Among the recommendations contained in the report is agreement to accept the Section 114 notice issued on September 5, effectively declaring the local authority bankrupt, and to endorse part of the recovery plan designed to reduce spending. According to the meeting’s agenda report, the Section 114 notice was issued on the basis of a “potential liability” relating to equal pay claims in the region of £650 million to £760 million.

Birmingham City Council house. Photo by Carl Jackson. Birmingham City Council house. Photo by Carl Jackson.
Birmingham City Council house. Photo by Carl Jackson. | Birmingham City Council house. Photo by Carl Jackson.

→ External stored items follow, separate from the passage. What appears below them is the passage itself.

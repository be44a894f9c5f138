use puppet_net::RemoteMethod;
use puppet_shared::protocol::{
    ContactAliasRequest, ContactAliasResponse, ContactAvatarRequest, ContactPayloadResponse,
    ContactSelfNameRequest, ContactSelfSignatureRequest, Empty, FileBoxResponse, IdRequest,
    IdsResponse, QrCodeResponse, TagContactListRequest,
};
use puppet_shared::types::{ContactPayload, PayloadType};
use puppet_shared::{FileBox, Result};

use crate::commands::required;
use crate::service::PuppetService;

impl PuppetService {
    pub async fn contact_list(&self) -> Result<Vec<String>> {
        let response: IdsResponse = self.stub()?.call(RemoteMethod::ContactList, Empty {}).await?;
        Ok(response.ids)
    }

    pub async fn contact_payload(&self, contact_id: &str) -> Result<ContactPayload> {
        let response: ContactPayloadResponse = self
            .stub()?
            .call(
                RemoteMethod::ContactPayload,
                IdRequest {
                    id: contact_id.to_string(),
                },
            )
            .await?;
        response.try_into()
    }

    /// Get the alias of `contact_id`, or set it when `alias` is given.
    ///
    /// A set returns the alias that was stored. A get fails with a payload
    /// error when the service returns no alias.
    pub async fn contact_alias(&self, contact_id: &str, alias: Option<&str>) -> Result<String> {
        let response: ContactAliasResponse = self
            .stub()?
            .call(
                RemoteMethod::ContactAlias,
                ContactAliasRequest {
                    id: contact_id.to_string(),
                    alias: alias.map(str::to_string),
                },
            )
            .await?;

        match alias {
            Some(alias) => Ok(alias.to_string()),
            None => required(response.alias, "contact alias"),
        }
    }

    /// Get the avatar of `contact_id`, or set it when `file_box` is given.
    pub async fn contact_avatar(
        &self,
        contact_id: &str,
        file_box: Option<FileBox>,
    ) -> Result<FileBox> {
        let stub = self.stub()?;

        if let Some(file_box) = file_box {
            stub.call::<_, Empty>(
                RemoteMethod::ContactAvatar,
                ContactAvatarRequest {
                    id: contact_id.to_string(),
                    filebox: Some(file_box.to_json_string()?),
                },
            )
            .await?;
            return Ok(file_box);
        }

        let response: FileBoxResponse = stub
            .call(
                RemoteMethod::ContactAvatar,
                ContactAvatarRequest {
                    id: contact_id.to_string(),
                    filebox: None,
                },
            )
            .await?;
        FileBox::from_json_str(&required(response.filebox, "avatar file box")?)
    }

    pub async fn contact_tag_ids(&self, contact_id: &str) -> Result<Vec<String>> {
        let response: IdsResponse = self
            .stub()?
            .call(
                RemoteMethod::TagContactList,
                TagContactListRequest {
                    contact_id: Some(contact_id.to_string()),
                },
            )
            .await?;
        Ok(response.ids)
    }

    /// QR code of the logged-in account.
    pub async fn contact_self_qr_code(&self) -> Result<String> {
        let response: QrCodeResponse = self
            .stub()?
            .call(RemoteMethod::ContactSelfQrCode, Empty {})
            .await?;
        required(response.qrcode, "qr code")
    }

    pub async fn contact_self_name(&self, name: &str) -> Result<()> {
        self.stub()?
            .call::<_, Empty>(
                RemoteMethod::ContactSelfName,
                ContactSelfNameRequest {
                    name: name.to_string(),
                },
            )
            .await?;
        Ok(())
    }

    /// Set the signature of the logged-in account.
    pub async fn contact_signature(&self, signature: &str) -> Result<()> {
        self.stub()?
            .call::<_, Empty>(
                RemoteMethod::ContactSelfSignature,
                ContactSelfSignatureRequest {
                    signature: signature.to_string(),
                },
            )
            .await?;
        Ok(())
    }

    pub async fn contact_payload_dirty(&self, contact_id: &str) -> Result<()> {
        self.dirty_payload(PayloadType::Contact, contact_id).await
    }
}

#[cfg(test)]
mod tests {
    use super::*;
    use crate::commands::tests::started;
    use puppet_shared::protocol::DirtyPayloadRequest;
    use puppet_shared::types::{ContactGender, ContactType};
    use puppet_shared::PuppetError;

    #[tokio::test]
    async fn test_contact_payload_converts_codes() {
        let (service, transport) = started().await;
        transport.respond(
            RemoteMethod::ContactPayload,
            ContactPayloadResponse {
                id: "wxid_a".to_string(),
                name: "Alice".to_string(),
                gender: 2,
                r#type: 1,
                phones: vec!["+86 100".to_string()],
                ..Default::default()
            },
        );

        let payload = service.contact_payload("wxid_a").await.unwrap();
        assert_eq!(payload.name, "Alice");
        assert_eq!(payload.gender, ContactGender::Female);
        assert_eq!(payload.contact_type, ContactType::Individual);
        assert_eq!(payload.phones, vec!["+86 100".to_string()]);
        service.stop().await;
    }

    #[tokio::test]
    async fn test_alias_get_without_value_is_payload_error() {
        let (service, _transport) = started().await;
        let err = service.contact_alias("wxid_a", None).await.unwrap_err();
        assert!(matches!(err, PuppetError::Payload(_)));
        service.stop().await;
    }

    #[tokio::test]
    async fn test_alias_get_and_set() {
        let (service, transport) = started().await;
        transport.respond(
            RemoteMethod::ContactAlias,
            ContactAliasResponse {
                alias: Some("Al".to_string()),
            },
        );
        assert_eq!(service.contact_alias("wxid_a", None).await.unwrap(), "Al");

        let stored = service.contact_alias("wxid_a", Some("Ally")).await.unwrap();
        assert_eq!(stored, "Ally");
        let request: ContactAliasRequest = transport.last_request(RemoteMethod::ContactAlias);
        assert_eq!(request.alias.as_deref(), Some("Ally"));
        service.stop().await;
    }

    #[tokio::test]
    async fn test_avatar_get_parses_file_box() {
        let (service, transport) = started().await;
        let avatar = FileBox::from_url("https://cdn.example.com/a.jpg", "a.jpg");
        transport.respond(
            RemoteMethod::ContactAvatar,
            FileBoxResponse {
                filebox: Some(avatar.to_json_string().unwrap()),
            },
        );

        assert_eq!(service.contact_avatar("wxid_a", None).await.unwrap(), avatar);
        service.stop().await;
    }

    #[tokio::test]
    async fn test_avatar_set_sends_file_box_json() {
        let (service, transport) = started().await;
        let avatar = FileBox::from_bytes(b"jpeg", "me.jpg");

        let returned = service
            .contact_avatar("wxid_self", Some(avatar.clone()))
            .await
            .unwrap();
        assert_eq!(returned, avatar);

        let request: ContactAvatarRequest = transport.last_request(RemoteMethod::ContactAvatar);
        let sent = FileBox::from_json_str(request.filebox.as_deref().unwrap()).unwrap();
        assert_eq!(sent.to_bytes().unwrap(), b"jpeg");
        service.stop().await;
    }

    #[tokio::test]
    async fn test_signature_uses_self_signature_method() {
        let (service, transport) = started().await;
        service.contact_signature("hello world").await.unwrap();

        let request: ContactSelfSignatureRequest =
            transport.last_request(RemoteMethod::ContactSelfSignature);
        assert_eq!(request.signature, "hello world");
        service.stop().await;
    }

    #[tokio::test]
    async fn test_payload_dirty_marks_contact() {
        let (service, transport) = started().await;
        service.contact_payload_dirty("wxid_a").await.unwrap();

        let request: DirtyPayloadRequest = transport.last_request(RemoteMethod::DirtyPayload);
        assert_eq!(request.r#type, PayloadType::Contact as i32);
        assert_eq!(request.id, "wxid_a");
        service.stop().await;
    }
}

‘The council unreservedly apologises’

The authority does not have sufficient resources to cover the potential liability and has also identified a budget shortfall for the current financial year of £87 million, which is projected to rise to £165 million in 2024/25. The document, issued on behalf of council chief executive Deborah Cadman, continued: “Our work to address the situation must be urgent, will involve hard choices about what we deliver, how we operate, and the shape and size of the organisation.

“The council acknowledges that the current situation will create uncertainty, and in some cases disruption, and unreservedly apologises. It is committed to ensuring that citizens, partners and our own staff are regularly updated on the current situation and its future implications.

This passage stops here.